Collected data
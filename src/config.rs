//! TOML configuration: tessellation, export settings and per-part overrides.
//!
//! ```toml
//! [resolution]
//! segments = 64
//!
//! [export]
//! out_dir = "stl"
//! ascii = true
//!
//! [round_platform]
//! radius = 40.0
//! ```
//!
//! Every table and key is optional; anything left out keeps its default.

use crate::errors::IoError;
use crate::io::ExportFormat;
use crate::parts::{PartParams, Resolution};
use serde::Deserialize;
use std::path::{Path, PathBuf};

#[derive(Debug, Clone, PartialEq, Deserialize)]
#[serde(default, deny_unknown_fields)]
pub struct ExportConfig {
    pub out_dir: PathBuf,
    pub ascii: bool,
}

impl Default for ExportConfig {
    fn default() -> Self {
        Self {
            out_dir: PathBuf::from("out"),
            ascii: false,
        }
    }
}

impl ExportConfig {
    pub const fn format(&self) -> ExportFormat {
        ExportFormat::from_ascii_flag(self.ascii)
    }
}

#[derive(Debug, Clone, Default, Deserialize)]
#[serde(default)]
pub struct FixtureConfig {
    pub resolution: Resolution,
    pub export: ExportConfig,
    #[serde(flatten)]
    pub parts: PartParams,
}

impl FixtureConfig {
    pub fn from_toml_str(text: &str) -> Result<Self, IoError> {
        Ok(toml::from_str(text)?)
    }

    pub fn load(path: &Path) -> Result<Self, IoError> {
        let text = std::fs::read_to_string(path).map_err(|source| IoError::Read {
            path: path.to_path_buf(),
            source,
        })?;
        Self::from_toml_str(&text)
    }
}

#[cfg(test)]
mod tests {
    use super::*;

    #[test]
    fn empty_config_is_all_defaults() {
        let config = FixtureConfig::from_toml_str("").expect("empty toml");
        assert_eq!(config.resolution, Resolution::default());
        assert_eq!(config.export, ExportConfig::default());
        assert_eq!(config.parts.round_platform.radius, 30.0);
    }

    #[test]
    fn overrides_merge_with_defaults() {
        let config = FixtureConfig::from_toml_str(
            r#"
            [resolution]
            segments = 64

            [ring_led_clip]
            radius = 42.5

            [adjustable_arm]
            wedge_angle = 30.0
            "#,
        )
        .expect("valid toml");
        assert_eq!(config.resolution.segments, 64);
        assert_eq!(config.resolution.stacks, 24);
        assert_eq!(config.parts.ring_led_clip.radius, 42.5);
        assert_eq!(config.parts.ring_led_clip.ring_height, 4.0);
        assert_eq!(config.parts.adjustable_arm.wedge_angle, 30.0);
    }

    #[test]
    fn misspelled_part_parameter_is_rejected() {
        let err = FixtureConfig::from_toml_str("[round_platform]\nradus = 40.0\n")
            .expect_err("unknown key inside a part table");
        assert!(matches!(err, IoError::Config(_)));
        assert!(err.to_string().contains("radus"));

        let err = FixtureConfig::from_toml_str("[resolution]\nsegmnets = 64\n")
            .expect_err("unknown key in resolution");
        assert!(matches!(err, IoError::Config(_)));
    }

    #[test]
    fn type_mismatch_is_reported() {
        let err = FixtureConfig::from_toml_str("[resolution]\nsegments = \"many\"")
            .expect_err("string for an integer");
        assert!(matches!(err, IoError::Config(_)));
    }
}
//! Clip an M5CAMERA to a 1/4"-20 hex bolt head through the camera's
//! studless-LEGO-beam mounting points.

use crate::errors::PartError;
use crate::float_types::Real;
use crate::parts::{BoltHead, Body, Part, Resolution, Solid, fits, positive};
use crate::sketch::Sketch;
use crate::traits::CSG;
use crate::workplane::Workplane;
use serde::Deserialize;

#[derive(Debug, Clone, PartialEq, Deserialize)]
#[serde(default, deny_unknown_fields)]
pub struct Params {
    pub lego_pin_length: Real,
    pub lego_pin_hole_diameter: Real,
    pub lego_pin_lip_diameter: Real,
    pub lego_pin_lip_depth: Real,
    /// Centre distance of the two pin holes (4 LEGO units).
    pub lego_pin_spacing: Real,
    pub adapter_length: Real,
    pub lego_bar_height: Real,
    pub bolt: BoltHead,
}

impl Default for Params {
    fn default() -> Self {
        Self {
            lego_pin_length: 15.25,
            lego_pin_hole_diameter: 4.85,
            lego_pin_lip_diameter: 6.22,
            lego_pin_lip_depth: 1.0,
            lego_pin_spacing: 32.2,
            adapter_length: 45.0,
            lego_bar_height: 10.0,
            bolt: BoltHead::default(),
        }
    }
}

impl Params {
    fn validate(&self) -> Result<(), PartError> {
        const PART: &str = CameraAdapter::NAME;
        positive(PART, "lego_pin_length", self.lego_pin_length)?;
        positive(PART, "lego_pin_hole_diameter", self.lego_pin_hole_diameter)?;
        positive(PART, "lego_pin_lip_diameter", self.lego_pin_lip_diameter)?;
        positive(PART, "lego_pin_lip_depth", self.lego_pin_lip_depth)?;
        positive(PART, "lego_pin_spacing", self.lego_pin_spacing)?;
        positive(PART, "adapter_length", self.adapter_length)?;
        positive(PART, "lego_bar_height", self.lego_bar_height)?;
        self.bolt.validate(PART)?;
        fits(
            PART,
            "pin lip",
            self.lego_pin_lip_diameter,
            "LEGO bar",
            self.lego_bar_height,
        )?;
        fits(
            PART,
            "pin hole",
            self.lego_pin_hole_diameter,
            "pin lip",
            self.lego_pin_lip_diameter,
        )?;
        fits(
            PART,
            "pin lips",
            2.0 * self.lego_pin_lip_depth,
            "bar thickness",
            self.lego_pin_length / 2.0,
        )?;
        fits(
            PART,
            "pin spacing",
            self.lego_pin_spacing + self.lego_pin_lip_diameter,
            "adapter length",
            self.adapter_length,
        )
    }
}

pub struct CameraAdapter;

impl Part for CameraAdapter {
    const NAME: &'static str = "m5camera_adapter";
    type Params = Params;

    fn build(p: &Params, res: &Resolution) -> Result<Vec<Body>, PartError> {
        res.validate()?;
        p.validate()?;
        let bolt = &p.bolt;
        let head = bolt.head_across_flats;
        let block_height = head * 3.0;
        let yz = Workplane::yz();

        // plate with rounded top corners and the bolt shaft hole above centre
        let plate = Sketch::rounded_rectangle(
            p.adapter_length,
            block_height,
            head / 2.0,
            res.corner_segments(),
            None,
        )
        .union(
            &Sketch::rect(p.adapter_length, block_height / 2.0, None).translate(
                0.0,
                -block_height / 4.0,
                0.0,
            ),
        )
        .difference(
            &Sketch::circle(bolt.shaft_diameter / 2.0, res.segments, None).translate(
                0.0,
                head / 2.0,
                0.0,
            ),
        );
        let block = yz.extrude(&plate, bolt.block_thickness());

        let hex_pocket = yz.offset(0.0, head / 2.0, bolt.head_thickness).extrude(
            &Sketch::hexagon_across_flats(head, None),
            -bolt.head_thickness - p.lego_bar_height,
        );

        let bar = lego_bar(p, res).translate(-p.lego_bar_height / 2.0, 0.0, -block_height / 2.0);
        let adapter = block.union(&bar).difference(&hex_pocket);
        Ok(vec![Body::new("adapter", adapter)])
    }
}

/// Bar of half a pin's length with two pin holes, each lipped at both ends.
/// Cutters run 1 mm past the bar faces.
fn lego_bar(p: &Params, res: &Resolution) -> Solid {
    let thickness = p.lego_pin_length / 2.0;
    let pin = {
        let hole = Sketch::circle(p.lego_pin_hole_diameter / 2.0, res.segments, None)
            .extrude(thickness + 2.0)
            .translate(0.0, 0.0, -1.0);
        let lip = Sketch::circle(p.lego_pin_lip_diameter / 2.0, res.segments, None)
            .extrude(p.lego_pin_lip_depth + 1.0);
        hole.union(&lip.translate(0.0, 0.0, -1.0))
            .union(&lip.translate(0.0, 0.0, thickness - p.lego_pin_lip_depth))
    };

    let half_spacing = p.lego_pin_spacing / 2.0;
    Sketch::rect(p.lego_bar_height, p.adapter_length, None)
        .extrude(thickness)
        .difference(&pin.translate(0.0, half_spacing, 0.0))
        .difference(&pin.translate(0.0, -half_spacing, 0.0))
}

**Exercise objective**
Collect every line above that contains the word "errors".

**Written answer**
use crate::errors::IoError;
use crate::errors::PartError;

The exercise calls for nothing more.